Time running out for company to set up uranium mine

Dar es Salaam. Mantra Tanzania Limited (Mantra) is rushing against time as it seeks to beat the deadline for developing a uranium mine at its Mkuju River site.

Run by Russian state nuclear corporation Rosatom the Mkuju River Uranium project received a mining development licence in 2013.

Rosatom had previously hoped to start construction and mining uranium at Mkuju River project (located at Namtumbo in Ruvuma) in 2013 but the date was later shifted to 2016 - and,ultimately, to 2018.

With the depressed uranium market, the company suspended the project further - to 2020 - in the hope that prices the demand for uranium would be restored in 2020.

Rosatom has been under constant claims, demands and even lawsuits following multiple delays of the project.

But in what sends some new hope, Mantra Tanzania put up an advertisement in a newspaper this week, seeking a pre-qualification for a contractor for the provision of project design work on its Mkuju Project.

The statement requires interested contractors to submit their applications, complete with detailed company information and their organizational structures, by April 25 this year.

The government issued Matra Tanzania with a special mining license in 2013 and is expected to end after 15 years in 2028.

The Commissioner for Minerals in the Minerals ministry, Mr Zephania Maduhu told The Citizen in a telephone interview that the Mkuju was one of the mega mining projects in the country and that was why the company was issued with a Special Mining Licence (SML)-489/2013.

“We awarded the license on April 5, 2013 with a status of 197.94 sq.km land which is expected to end in 15 years,” he said.

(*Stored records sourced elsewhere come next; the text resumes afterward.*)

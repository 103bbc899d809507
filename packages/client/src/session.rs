//! WebSocket client session management.

use std::{
    collections::{HashMap, VecDeque},
    sync::Arc,
};

use chatroom_server::{
    domain::{DEFAULT_HISTORY_LIMIT, MessageId, UserId},
    infrastructure::dto::{
        http::{HistoryEntryDto, UnreadCountDto},
        websocket::{ClientFrame, ServerFrame},
    },
};
use futures_util::{SinkExt, StreamExt};
use rustyline::{DefaultEditor, error::ReadlineError};
use tokio::sync::{Mutex, mpsc};
use tokio_tungstenite::{
    connect_async,
    tungstenite::{self, client::IntoClientRequest, http::HeaderValue, protocol::Message},
};

use crate::{
    domain::{ClientOptions, HELP, InputCommand, parse_input},
    error::ClientError,
    formatter::MessageFormatter,
    ui::show,
};

/// Sender and content of the latest messages seen in this session, for
/// reply snapshots. Keeps the same window as the room's history.
#[derive(Debug, Default)]
struct SeenMessages {
    entries: HashMap<MessageId, (String, String)>,
    order: VecDeque<MessageId>,
}

impl SeenMessages {
    const CAPACITY: usize = DEFAULT_HISTORY_LIMIT as usize;

    fn remember(&mut self, id: MessageId, sender: String, content: String) {
        if self.entries.insert(id, (sender, content)).is_some() {
            return;
        }
        self.order.push_back(id);
        while self.order.len() > Self::CAPACITY {
            if let Some(oldest) = self.order.pop_front() {
                self.entries.remove(&oldest);
            }
        }
    }

    fn update_content(&mut self, id: MessageId, content: String) {
        if let Some(entry) = self.entries.get_mut(&id) {
            entry.1 = content;
        }
    }

    fn get(&self, id: MessageId) -> Option<&(String, String)> {
        self.entries.get(&id)
    }

    #[cfg(test)]
    fn len(&self) -> usize {
        self.entries.len()
    }
}

type SharedSeen = Arc<Mutex<SeenMessages>>;

fn to_connection_error(error: tungstenite::Error) -> ClientError {
    match error {
        tungstenite::Error::Http(response) => ClientError::Rejected(response.status().as_u16()),
        other => ClientError::ConnectionError(other.to_string()),
    }
}

fn header_value(value: &str) -> Result<HeaderValue, ClientError> {
    HeaderValue::from_str(value).map_err(|e| ClientError::ConnectionError(e.to_string()))
}

/// Read-only requests against the room's HTTP endpoints
struct RoomReader {
    http: reqwest::Client,
    base: String,
    user_id: UserId,
}

impl RoomReader {
    async fn history(&self) -> Result<Vec<HistoryEntryDto>, reqwest::Error> {
        self.http
            .get(format!("{}/messages", self.base))
            .send()
            .await?
            .error_for_status()?
            .json()
            .await
    }

    async fn unread(&self) -> Result<UnreadCountDto, reqwest::Error> {
        self.http
            .get(format!("{}/unread/{}", self.base, self.user_id))
            .send()
            .await?
            .error_for_status()?
            .json()
            .await
    }
}

/// Turn a prompt command into the frame to send, if any
async fn build_frame(
    command: InputCommand,
    options: &ClientOptions,
    seen: &SharedSeen,
) -> Result<Option<ClientFrame>, String> {
    let frame = match command {
        InputCommand::Say(text) => Some(ClientFrame::Message {
            project_id: options.project_id.clone(),
            user_id: options.user_id.clone(),
            sender_name: options.name.clone(),
            content: text,
            reply_to_id: None,
            reply_to_content: None,
            reply_to_sender: None,
        }),
        InputCommand::Reply { to, text } => {
            let (sender, content) = seen
                .lock()
                .await
                .get(to)
                .cloned()
                .ok_or_else(|| format!("message #{} has not been seen in this session", to))?;
            Some(ClientFrame::Message {
                project_id: options.project_id.clone(),
                user_id: options.user_id.clone(),
                sender_name: options.name.clone(),
                content: text,
                reply_to_id: Some(to),
                reply_to_content: Some(content),
                reply_to_sender: Some(sender),
            })
        }
        InputCommand::Edit { id, text } => Some(ClientFrame::Edit {
            message_id: id,
            content: text,
        }),
        InputCommand::Read(message_ids) => Some(ClientFrame::MarkRead {
            user_id: options.user_id.clone(),
            user_name: options.name.clone(),
            message_ids,
        }),
        InputCommand::History | InputCommand::Unread | InputCommand::Help => None,
    };
    Ok(frame)
}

Meanwhile an official from the ministry who asked not to be named confirmed that Mantra had initially asked to postpone the project because at the time prices of uranium were dropping.

However, he noted that they were yet to communicate with the ministry and were therefore not aware that they were looking for a contractor.

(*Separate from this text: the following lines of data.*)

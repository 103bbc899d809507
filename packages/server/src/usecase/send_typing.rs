//! UseCase: 入力中通知処理

use std::sync::Arc;

use crate::domain::{RoomEvent, Session, SessionRegistry, UserId};

use super::error::FrameError;

#[derive(Debug, Clone, PartialEq, Eq)]
pub struct SendTypingInput {
    pub user_id: UserId,
    pub sender_name: String,
    pub is_typing: bool,
}

/// 入力中通知のユースケース（永続化しない）
pub struct SendTypingUseCase {
    registry: Arc<dyn SessionRegistry>,
}

impl SendTypingUseCase {
    pub fn new(registry: Arc<dyn SessionRegistry>) -> Self {
        Self { registry }
    }

    /// 送信元セッション以外の全セッションに通知する
    pub async fn execute(&self, session: &Session, input: SendTypingInput) -> Result<(), FrameError> {
        if !session.may_act_as(&input.user_id) {
            return Err(FrameError::IdentityMismatch {
                session_id: session.id,
                claimed: input.user_id,
            });
        }

        let event = RoomEvent::Typing {
            user_id: input.user_id,
            sender_name: input.sender_name,
            is_typing: input.is_typing,
        };
        self.registry.broadcast(&event, Some(&session.id)).await;
        Ok(())
    }
}

#[cfg(test)]
mod tests {
    use super::*;
    use crate::usecase::test_support::{RecordingRegistry, session_of, user};

    #[tokio::test]
    async fn test_typing_excludes_origin_session() {
        // テスト項目: 入力中通知は送信元セッションを除外してブロードキャストされる
        // given (前提条件):
        let registry = Arc::new(RecordingRegistry::default());
        let usecase = SendTypingUseCase::new(registry.clone());
        let session = session_of(7, "alice");

        // when (操作):
        usecase
            .execute(
                &session,
                SendTypingInput {
                    user_id: user(7),
                    sender_name: "alice".to_string(),
                    is_typing: true,
                },
            )
            .await
            .unwrap();

        // then (期待する結果):
        let broadcasts = registry.broadcasts.lock().await;
        assert_eq!(broadcasts.len(), 1);
        assert_eq!(broadcasts[0].1, Some(session.id));
    }

    #[tokio::test]
    async fn test_typing_as_someone_else_is_rejected() {
        // テスト項目: 他人になりすました入力中通知は拒否される
        let registry = Arc::new(RecordingRegistry::default());
        let usecase = SendTypingUseCase::new(registry.clone());

        let result = usecase
            .execute(
                &session_of(7, "alice"),
                SendTypingInput {
                    user_id: user(8),
                    sender_name: "bob".to_string(),
                    is_typing: false,
                },
            )
            .await;

        assert!(matches!(result, Err(FrameError::IdentityMismatch { .. })));
        assert!(registry.broadcasts.lock().await.is_empty());
    }
}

“According to the license they are allowed to look for contractor to develop the project and that when it comes to procurement of relevant materials and mobilisation of some material before actual construction starts, they will have to come back to us for some approvals,” he said. He said the ministry needs to conduct a number of things including auditing the procurement of equipment and therefore for the mine to start work it must first consult with the ministry as well as find a permit.

He explained that the permit should show their mining plan, production as well as when they would close the mine.

“While at least seven years have elapsed and remaining only eight , mobilization could take 2-3 years, but when they start their license can be renewed,” he said.

Should it come to fruition, this will be the third mega mining project to have been registered during the past five years.

In January this year (2020), the government flashed the greenlight for two large-scale mining firms to proceed to the mineral extraction stage that would see them inject over $200 million (about Sh440 billion) in the local economy and create hundreds of jobs.

The investments by Australian firms OreCorp and Peak Resources will be the largest for Tanzania after close to a decade of virtual dormancy in the establishment of new mines, the Minerals minister, Dotto Biteko, told The Citizen in January.